Sequence by Julien Rasquinet reflects life’s cycles: “Sequence is colourful, vibrant, like being a young adult - sky’s the limit and the force of life.” Lychee, Raspberry and Saffron open with bright optimism, while Rose, Osmanthus, Tonka Bean, Oud and Leather create depth and evolving sophistication.
Line 618 by Nathalie Lorson gestures towards the unknown: “Line 618 is like the future - a parallel route I could have taken at some point.” Black Pepper and Pineapple generate dynamic tension, softened by Heliotrope and Pine, and resolved in Sandalwood, Patchouli and Leather. Its name references the Golden Ratio, linking mathematics, proportion and sensory experience.
Salmon’s personal reflections illuminate the power of scent to carry memory: “I once smelled soap in a hotel bathroom and was transported instantly back to primary school - a memory I didn’t even know I still carried.

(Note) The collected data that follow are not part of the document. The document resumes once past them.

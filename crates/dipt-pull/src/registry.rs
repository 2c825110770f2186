//! Registry client contract.
//!
//! The wire protocol (auth handshake, manifest negotiation, digest
//! verification, archive serialization) lives behind [`RegistryClient`].
//! The puller only decides which reference, credentials and transport each
//! call gets.

use std::fmt;
use std::path::Path;
use std::pin::Pin;
use std::sync::Arc;

use async_trait::async_trait;
use dipt_core::{EffectiveConfig, ImageReference, Platform, RegistryError};
use tokio::io::AsyncRead;

/// Credentials presented to a registry.
#[derive(Clone, PartialEq, Eq, Default)]
pub enum RegistryAuth {
    /// No credentials.
    #[default]
    Anonymous,

    /// Username and password (or token).
    Basic {
        /// Username.
        username: String,
        /// Password or token.
        password: String,
    },
}

impl RegistryAuth {
    /// Creates basic authentication.
    pub fn basic(username: impl Into<String>, password: impl Into<String>) -> Self {
        Self::Basic {
            username: username.into(),
            password: password.into(),
        }
    }

    /// Basic auth when both username and password are configured, anonymous otherwise.
    pub fn from_config(config: &EffectiveConfig) -> Self {
        match (&config.registry.username, &config.registry.password) {
            (Some(username), Some(password)) if !username.is_empty() && !password.is_empty() => {
                Self::basic(username, password)
            }
            _ => Self::Anonymous,
        }
    }

    /// Returns true for anonymous access.
    pub const fn is_anonymous(&self) -> bool {
        matches!(self, Self::Anonymous)
    }
}

impl fmt::Debug for RegistryAuth {
    fn fmt(&self, f: &mut fmt::Formatter<'_>) -> fmt::Result {
        match self {
            Self::Anonymous => f.write_str("Anonymous"),
            Self::Basic { username, .. } => f
                .debug_struct("Basic")
                .field("username", username)
                .field("password", &"<redacted>")
                .finish(),
        }
    }
}

/// One layer entry of an image manifest.
#[derive(Debug, Clone, PartialEq, Eq)]
pub struct LayerDescriptor {
    /// Layer media type.
    pub media_type: String,
    /// Content digest.
    pub digest: String,
    /// Compressed size in bytes.
    pub size: u64,
}

impl LayerDescriptor {
    /// Creates a layer descriptor.
    pub fn new(media_type: impl Into<String>, digest: impl Into<String>, size: u64) -> Self {
        Self {
            media_type: media_type.into(),
            digest: digest.into(),
            size,
        }
    }

    /// Foreign and non-distributable layers are never downloaded.
    pub fn is_distributable(&self) -> bool {
        !(self.media_type.contains(".foreign.") || self.media_type.contains(".nondistributable."))
    }
}

/// Resolved image metadata for one platform.
#[derive(Debug, Clone, PartialEq, Eq)]
pub struct Descriptor {
    /// Manifest digest.
    pub digest: String,
    /// Config blob size in bytes.
    pub config_size: u64,
    /// Layers in manifest order.
    pub layers: Vec<LayerDescriptor>,
}

impl Descriptor {
    /// Bytes expected on the wire: the config blob plus every distributable layer.
    pub fn transfer_size(&self) -> u64 {
        self.layers
            .iter()
            .filter(|l| l.is_distributable())
            .fold(self.config_size, |total, l| total.saturating_add(l.size))
    }
}

/// Response body stream.
pub type ByteStream = Pin<Box<dyn AsyncRead + Send>>;

/// Hook applied to every response body the client reads.
///
/// Clients must pass each body through [`Transport::intercept`] together
/// with the request path, before consuming it.
pub trait Transport: Send + Sync {
    /// Returns the stream to read in place of `body`.
    fn intercept(&self, path: &str, body: ByteStream) -> ByteStream;
}

/// Leaves bodies untouched.
#[derive(Debug, Clone, Copy, Default)]
pub struct DirectTransport;

impl Transport for DirectTransport {
    fn intercept(&self, _path: &str, body: ByteStream) -> ByteStream {
        body
    }
}

/// Registry protocol implementation consumed by the puller.
#[async_trait]
pub trait RegistryClient: Send + Sync {
    /// Fetched image content, handed to [`RegistryClient::write_archive`].
    ///
    /// Content may be lazy and keep reading through the transport it was
    /// fetched with until the archive is written.
    type Content: Send;

    /// Resolves the manifest for `platform`.
    async fn get_metadata(
        &self,
        reference: &ImageReference,
        auth: &RegistryAuth,
        platform: &Platform,
        transport: Arc<dyn Transport>,
    ) -> Result<Descriptor, RegistryError>;

    /// Fetches image content, reading bodies through `transport`.
    async fn get_content(
        &self,
        reference: &ImageReference,
        auth: &RegistryAuth,
        platform: &Platform,
        transport: Arc<dyn Transport>,
    ) -> Result<Self::Content, RegistryError>;

    /// Writes `content` as an archive at `path`.
    async fn write_archive(
        &self,
        path: &Path,
        reference: &ImageReference,
        content: Self::Content,
    ) -> Result<(), RegistryError>;
}
#[cfg(test)]
mod tests {
    use super::*;
    use async_trait::async_trait;
    use dipt_core::RecordingSink;
    use std::collections::HashMap;

    struct TableProbe {
        answers: HashMap<String, (bool, Duration)>,
    }

    impl TableProbe {
        fn new(entries: &[(&str, bool, u64)]) -> Arc<Self> {
            Arc::new(Self {
                answers: entries
                    .iter()
                    .map(|(url, ok, ms)| ((*url).to_string(), (*ok, Duration::from_millis(*ms))))
                    .collect(),
            })
        }
    }

    #[async_trait]
    impl MirrorProbe for TableProbe {
        async fn probe(&self, mirror_url: &str) -> ProbeOutcome {
            match self.answers.get(mirror_url) {
                Some((true, latency)) => ProbeOutcome::available(*latency, 200),
                Some((false, latency)) => ProbeOutcome::unavailable(*latency, "503"),
                None => ProbeOutcome::unavailable(Duration::ZERO, "unknown mirror"),
            }
        }
    }

    struct HangingProbe;

    #[async_trait]
    impl MirrorProbe for HangingProbe {
        async fn probe(&self, _mirror_url: &str) -> ProbeOutcome {
            std::future::pending().await
        }
    }

    fn nginx() -> ImageReference {
        ImageReference::parse("nginx:latest").unwrap()
    }

    #[tokio::test]
    async fn test_probe_all_records_results() {
        let probe = TableProbe::new(&[("https://a.example", true, 30), ("https://b.example", false, 10)]);
        let sink = Arc::new(RecordingSink::new());
        let manager = MirrorManager::with_mirrors(["https://a.example", "https://b.example"], probe)
            .with_sink(sink.clone());

        assert_eq!(manager.probe_all().await, 1);

        let candidates = manager.candidates();
        assert!(candidates[0].available);
        assert!(!candidates[1].available);
        assert_eq!(candidates[0].latency, Some(Duration::from_millis(30)));
        assert!(candidates.iter().all(|c| c.last_checked_at.is_some()));

        let probes = sink
            .events()
            .into_iter()
            .filter(|e| matches!(e, PullEvent::Probe(_)))
            .count();
        assert_eq!(probes, 2);
    }

    #[tokio::test(start_paused = true)]
    async fn test_probe_timeout_marks_unavailable() {
        let manager = MirrorManager::with_mirrors(["https://slow.example"], Arc::new(HangingProbe));
        assert_eq!(manager.probe_all().await, 0);
        assert!(!manager.candidates()[0].available);
    }

    #[tokio::test]
    async fn test_available_sorted_by_priority_then_latency() {
        let probe = TableProbe::new(&[
            ("https://a.example", true, 50),
            ("https://b.example", true, 10),
            ("https://c.example", false, 1),
            ("https://d.example", true, 5),
        ]);
        let mut manager = MirrorManager::new(probe);
        manager.add_mirror_with_priority("https://a.example", 1);
        manager.add_mirror_with_priority("https://b.example", 1);
        manager.add_mirror_with_priority("https://c.example", 0);
        manager.add_mirror_with_priority("https://d.example", 2);
        manager.probe_all().await;

        let order: Vec<String> = manager.available_sorted().into_iter().map(|c| c.url).collect();
        assert_eq!(order, vec!["https://b.example", "https://a.example", "https://d.example"]);
    }

    #[test]
    fn test_add_existing_mirror_updates_priority() {
        let mut manager = MirrorManager::new(TableProbe::new(&[]));
        manager.add_mirror("https://a.example");
        manager.add_mirror("https://b.example");
        manager.add_mirror_with_priority("https://a.example", 9);
        let candidates = manager.candidates();
        assert_eq!(manager.len(), 2);
        assert_eq!(candidates[0].priority, 9);
        assert_eq!(candidates[1].priority, 1);
    }

    #[tokio::test]
    async fn test_only_available_mirror_is_attempted_once() {
        let probe = TableProbe::new(&[
            ("https://a.example", false, 10),
            ("https://b.example", true, 10),
            ("https://c.example", false, 10),
        ]);
        let manager = MirrorManager::with_mirrors(
            ["https://a.example", "https://b.example", "https://c.example"],
            probe,
        );

        let mut calls = Vec::new();
        let result: Result<String, MirrorError<String>> = manager
            .try_with_fallback(&nginx(), |reference, mirror| {
                calls.push((reference.to_string(), mirror.clone()));
                async move { Ok(reference.to_string()) }
            })
            .await;

        assert_eq!(result.unwrap(), "b.example/nginx:latest");
        assert_eq!(
            calls,
            vec![("b.example/nginx:latest".to_string(), Some("https://b.example".to_string()))]
        );
    }

    #[tokio::test]
    async fn test_no_available_mirror_tries_origin_once() {
        let probe = TableProbe::new(&[("https://a.example", false, 10)]);
        let manager = MirrorManager::with_mirrors(["https://a.example"], probe);

        let mut calls = Vec::new();
        let result: Result<(), MirrorError<String>> = manager
            .try_with_fallback(&nginx(), |reference, mirror| {
                calls.push((reference.registry().to_string(), mirror));
                async { Err("origin down".to_string()) }
            })
            .await;

        assert_eq!(calls, vec![("index.docker.io".to_string(), None)]);
        assert!(matches!(result, Err(MirrorError::Origin { .. })));
    }

    #[tokio::test]
    async fn test_all_failures_aggregate_last_mirror() {
        let probe = TableProbe::new(&[("https://a.example", true, 10), ("https://b.example", true, 20)]);
        let sink = Arc::new(RecordingSink::new());
        let manager = MirrorManager::with_mirrors(["https://a.example", "https://b.example"], probe)
            .with_sink(sink.clone());

        let mut attempts = 0;
        let result: Result<(), MirrorError<String>> = manager
            .try_with_fallback(&nginx(), |reference, _mirror| {
                attempts += 1;
                async move { Err(format!("{} refused", reference.registry())) }
            })
            .await;

        assert_eq!(attempts, 3);
        assert!(manager.available_sorted().is_empty());
        let err = result.unwrap_err();
        let (last_mirror, mirror_error) = err.last_mirror_error().unwrap();
        assert_eq!(last_mirror, "https://b.example");
        assert_eq!(mirror_error, "b.example refused");
        assert!(err.to_string().contains("https://b.example"));
        assert_eq!(err.into_last(), "index.docker.io refused");

        let failed = sink
            .events()
            .into_iter()
            .filter(|e| matches!(e, PullEvent::MirrorFailed { .. }))
            .count();
        assert_eq!(failed, 2);
    }

    #[tokio::test]
    async fn test_fallback_to_origin_after_mirror_failure() {
        let probe = TableProbe::new(&[("https://a.example", true, 10)]);
        let manager = MirrorManager::with_mirrors(["https://a.example"], probe);

        let result: Result<&str, MirrorError<String>> = manager
            .try_with_fallback(&nginx(), |_reference, mirror| async move {
                match mirror {
                    Some(_) => Err("mirror broken".to_string()),
                    None => Ok("origin"),
                }
            })
            .await;
        assert_eq!(result.unwrap(), "origin");
    }

    #[tokio::test]
    async fn test_fatal_mirror_failure_stops_the_run() {
        let probe = TableProbe::new(&[("https://a.example", true, 10), ("https://b.example", true, 20)]);
        let manager = MirrorManager::with_mirrors(["https://a.example", "https://b.example"], probe);

        let mut calls = Vec::new();
        let result: Result<(), MirrorError<String>> = manager
            .try_with_fallback_unless(
                &nginx(),
                |e: &String| e.starts_with("fatal"),
                |_reference, mirror| {
                    calls.push(mirror);
                    async { Err("fatal: disk full".to_string()) }
                },
            )
            .await;

        assert_eq!(calls, vec![Some("https://a.example".to_string())]);
        let err = result.unwrap_err();
        assert!(matches!(err, MirrorError::Fatal { ref mirror, .. } if mirror == "https://a.example"));
        assert_eq!(err.into_last(), "fatal: disk full");
    }

    #[tokio::test(start_paused = true)]
    async fn test_hanging_mirrors_share_one_timeout() {
        let urls: Vec<String> = (0..6).map(|i| format!("https://m{i}.example")).collect();
        let manager = MirrorManager::with_mirrors(urls, Arc::new(HangingProbe));

        let start = tokio::time::Instant::now();
        assert_eq!(manager.probe_all().await, 0);
        let elapsed = start.elapsed();
        assert!(elapsed >= PROBE_TIMEOUT);
        assert!(elapsed < PROBE_TIMEOUT + Duration::from_millis(10));
        assert!(manager.candidates().iter().all(|c| !c.available));
    }
}
use super::StaticDataSource;
use crate::analyzer::{Analyzer, AnalyzerSettings};
use crate::http::server::build_app_routes;
use crate::http::state::HttpServerState;
/// HTTP testing utilities
use anyhow::Result;
use axum::body::Body;
use axum::http::{HeaderMap, Request, StatusCode};
use std::sync::Arc;
use tower::ServiceExt; // for `oneshot`

/// HTTP test client driving the production routes over canned resources
pub struct TestApp {
    app: axum::Router,
    source: Arc<StaticDataSource>,
}

impl TestApp {
    pub fn new(source: StaticDataSource) -> Self {
        Self::with_settings(source, AnalyzerSettings::default())
    }

    pub fn with_settings(source: StaticDataSource, settings: AnalyzerSettings) -> Self {
        let source = Arc::new(source);
        let state = HttpServerState {
            name: Arc::new("DataProbe Test".to_string()),
            analyzer: Arc::new(Analyzer::new(source.clone(), settings)),
        };
        let app = build_app_routes(state, 10);

        Self { app, source }
    }

    /// Locators fetched so far
    pub fn requests(&self) -> Vec<String> {
        self.source.requests()
    }

    /// Send a GET request
    pub async fn get(&self, path: &str) -> Result<TestResponse> {
        let request = Request::builder()
            .method("GET")
            .uri(path)
            .body(Body::empty())?;

        let response = self.app.clone().oneshot(request).await?;
        Ok(TestResponse::new(response).await)
    }

    /// GET /api/dataset/analyze with the given query parameters, URL-encoded
    pub async fn analyze(&self, params: &[(&str, &str)]) -> Result<TestResponse> {
        let query = url::form_urlencoded::Serializer::new(String::new())
            .extend_pairs(params)
            .finish();
        self.get(&format!("/api/dataset/analyze?{}", query)).await
    }
}

/// Test response wrapper for easier assertions
pub struct TestResponse {
    status: StatusCode,
    headers: HeaderMap,
    body: String,
}

impl TestResponse {
    async fn new(response: axum::response::Response) -> Self {
        let status = response.status();
        let headers = response.headers().clone();
        let body_bytes = axum::body::to_bytes(response.into_body(), usize::MAX)
            .await
            .unwrap_or_default();
        let body = String::from_utf8_lossy(&body_bytes).to_string();

        Self {
            status,
            headers,
            body,
        }
    }

    pub fn status(&self) -> StatusCode {
        self.status
    }

    pub fn body(&self) -> &str {
        &self.body
    }

    pub fn headers(&self) -> &HeaderMap {
        &self.headers
    }

    /// Parse response body as JSON
    pub fn json<T>(&self) -> Result<T>
    where
        T: serde::de::DeserializeOwned,
    {
        serde_json::from_str(&self.body).map_err(Into::into)
    }

    /// The `error` field of an error body
    pub fn error_message(&self) -> Option<String> {
        self.json::<serde_json::Value>()
            .ok()?
            .get("error")?
            .as_str()
            .map(str::to_string)
    }

    pub fn assert_status(&self, expected: StatusCode) -> &Self {
        assert_eq!(
            self.status, expected,
            "Expected status {}, got {}. Body: {}",
            expected, self.status, self.body
        );
        self
    }

    pub fn assert_body_contains(&self, text: &str) -> &Self {
        assert!(
            self.body.contains(text),
            "Expected body to contain '{}', but body was: {}",
            text,
            self.body
        );
        self
    }
}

That’s the beauty of perfume. It doesn’t remind. It returns.”
When asked how it feels to create fragrances that will go on to absorb the most intimate moments of strangers’ lives - first loves, marriages, childhoods long forgotten - Salmon pauses. “I try not to think about the responsibility too much,” he says. “Because once you do, you start watering down what you want to do.”
That refusal to dilute is fundamental to Amouage. Founded in Oman in 1983 as The Gift of Kings, the house has never operated in the language of restraint or mass appeal. Its identity has been built instead on excess as intention - high concentrations, rare materials, long maturation processes, and narratives that demand time rather than instant gratification. In an industry increasingly shaped by algorithms, trend cycles and risk aversion, Amouage remains committed to something slower, denser and more uncompromising. The perfumes are not designed to please everyone; they are designed to last - in memory, on skin, and across generations.
Each fragrance underwent six months of infusion alongside Australian sandalwood chips, developing patina, depth and texture. Alcohol for dilution matured in handcrafted French oak barrels, creating complexity and gravitas. “Imperfection doesn’t diminish creation. It announces the humanity within it,” Salmon explains.
He speaks with warmth, curiosity and poetry: “I want to keep dreaming big, pushing craft, and inspiring curiosity.” Every choice - from bottle design to photography - is guided by texture and cohesion. “I like my fragrances to have texture and patina. It’s about feelings, not just listing ingredients. The world is moving towards predictability and over-polished perfection. I look for the imperfections that draw you in and tell you: I’m human.”
Creating a perfume at this level is a feat of endurance as much as imagination. Each composition is built through countless trials - minute adjustments, repeated evaluations, months of smelling, revisiting, and recalibrating. The nose becomes saturated; perception blurs. What once felt electric can flatten under repetition, while a subtle imbalance can suddenly dominate. Salmon describes it as a process of accumulation and erosion happening simultaneously. “At some point,” he says, “you realise the next iteration isn’t better than the previous one. That’s when you know. You have to trust your gut.”
Salmon also reflects on the tension between attachment and release: “Once the product is out, it’s not yours anymore. If it moves people, it means they care. That’s the point.”
What emerges is not perfection, but intention - scent as something lived with, argued over, remembered. Care, in this context, is not gentleness. It is the willingness to stand behind an idea without smoothing its edges, to let it provoke, and live on.
“If it moves people strongly - even negatively - it means they care.”